◆ **Required work**: Read the listing below and copy out every line that holds "ScanMode".
┄┄┄┄┄┄┄┄┄┄┄┄┄┄┄┄┄┄┄┄
use super::{Match, ScanMode, SearchBox};
use crate::cancel::CancelToken;
use crate::hash::packed12;
use crate::sample::{Sample, SampleSet};
use crate::CANCEL_CHECK_INTERVAL;

/// What one stripe's scan produced.
#[derive(Debug, Clone, Default, PartialEq, Eq)]
pub struct ScanOutcome {
    pub matches: Vec<Match>,
    /// Candidates evaluated, not matched — the cheap progress counter.
    pub done: u64,
    /// True if this stripe's local buffer hit `match_cap` and the scan
    /// stopped early.
    pub hit_cap: bool,
    /// True if the scan returned early because `cancel` was observed.
    pub cancelled: bool,
}

fn plateau_equal(expected: u8, predicted: u8) -> bool {
    if expected <= 3 {
        predicted <= 3
    } else if expected >= 12 {
        predicted >= 12
    } else {
        predicted == expected
    }
}

fn plateau_distance(expected: u8, predicted: u8) -> i32 {
    if expected <= 3 {
        if predicted <= 3 { 0 } else { predicted as i32 - 3 }
    } else if expected >= 12 {
        if predicted >= 12 { 0 } else { 12 - predicted as i32 }
    } else {
        (predicted as i32 - expected as i32).abs()
    }
}

fn axis_nibble(packed: u16, axis: u32) -> u8 {
    ((packed >> (axis * 4)) & 0xF) as u8
}

/// Evaluates one sample in strict mode; `true` if it agrees with `pred`.
fn strict_agrees(sample: &Sample, pred: u16) -> bool {
    if !sample.drip {
        return (pred & sample.mask) == sample.packed;
    }
    for axis in 0..3u32 {
        let nib_mask = axis_nibble(sample.mask, axis);
        if nib_mask == 0 {
            continue;
        }
        let pn = axis_nibble(pred, axis);
        let en = axis_nibble(sample.packed, axis);
        let ok = if axis == 1 { pn == en } else { plateau_equal(en, pn) };
        if !ok {
            return false;
        }
    }
    true
}

/// Accumulates the scored penalty for one sample against `pred`,
/// returning `None` once the running `score` would exceed `max_score`.
fn scored_penalty(sample: &Sample, pred: u16, tol: i32, max_score: u32, score: &mut u32) -> bool {
    for axis in 0..3u32 {
        let nib_mask = axis_nibble(sample.mask, axis);
        if nib_mask == 0 {
            continue;
        }
        let pn = axis_nibble(pred, axis);
        let en = axis_nibble(sample.packed, axis);
        let d = if sample.drip && axis != 1 {
            plateau_distance(en, pn)
        } else {
            (pn as i32 - en as i32).abs()
        };
        let penalty = if d <= tol { d as u32 } else { (d * d) as u32 };
        *score += penalty;
        if *score > max_score {
            return false;
        }
    }
    true
}

/// Evaluates one candidate origin against every sample, in the
/// contractual sample order (farthest first).
fn evaluate(origin: (i32, i32, i32), set: &SampleSet, version: crate::hash::HashVersion, mode: ScanMode) -> Option<Option<u32>> {
    match mode {
        ScanMode::Strict => {
            for s in &set.samples {
                let pred = packed12(origin.0 + s.dx, origin.1 + s.dy, origin.2 + s.dz, version);
                if !strict_agrees(s, pred) {
                    return None;
                }
            }
            Some(None)
        }
        ScanMode::Scored { tol, max_score } => {
            let tol = tol as i32;
            let mut score = 0u32;
            for s in &set.samples {
                let pred = packed12(origin.0 + s.dx, origin.1 + s.dy, origin.2 + s.dz, version);
                if !scored_penalty(s, pred, tol, max_score, &mut score) {
                    return None;
                }
            }
            Some(Some(score))
        }
    }
}

/// Scans `stripe` for matches against `set`, in contractual iteration
/// order (Y outer, then Z, then X), honoring `match_cap` per stripe and
/// cooperative cancellation. `on_progress` is invoked with the
/// cumulative `done` count roughly every `CANCEL_CHECK_INTERVAL`
/// candidates, letting callers sample progress at a coarse cadence
/// without the engine itself blocking on I/O.
pub fn scan(
    stripe: &SearchBox,
    set: &SampleSet,
    mode: ScanMode,
    match_cap: usize,
    cancel: &CancelToken,
    mut on_progress: impl FnMut(u64),
) -> ScanOutcome {
    let mut out = ScanOutcome::default();
    let mut since_check: u64 = 0;

    let ys: Box<dyn Iterator<Item = i32>> = match stripe.version {
        crate::hash::HashVersion::Modern => Box::new(std::iter::once(stripe.y_lo)),
        crate::hash::HashVersion::Classic => Box::new(stripe.y_lo..=stripe.y_hi),
    };

    'outer: for y in ys {
        for z in stripe.z_lo..=stripe.z_hi {
            for x in stripe.x_lo..=stripe.x_hi {
                out.done += 1;
                since_check += 1;
                if since_check >= CANCEL_CHECK_INTERVAL {
                    since_check = 0;
                    on_progress(out.done);
                    if cancel.is_cancelled() {
                        out.cancelled = true;
                        break 'outer;
                    }
                }

                if let Some(score) = evaluate((x, y, z), set, stripe.version, mode) {
                    out.matches.push(Match { x, y, z, score });
                    if out.matches.len() >= match_cap {
                        out.hit_cap = true;
                        break 'outer;
                    }
                }
            }
        }
    }

    out
}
┄┄┄┄┄┄┄┄┄┄┄┄┄┄┄┄┄┄┄┄
◆ **Answer space**:
use super::{Match, ScanMode, SearchBox};
fn evaluate(origin: (i32, i32, i32), set: &SampleSet, version: crate::hash::HashVersion, mode: ScanMode) -> Option<Option<u32>> {
        ScanMode::Strict => {
        ScanMode::Scored { tol, max_score } => {
    mode: ScanMode,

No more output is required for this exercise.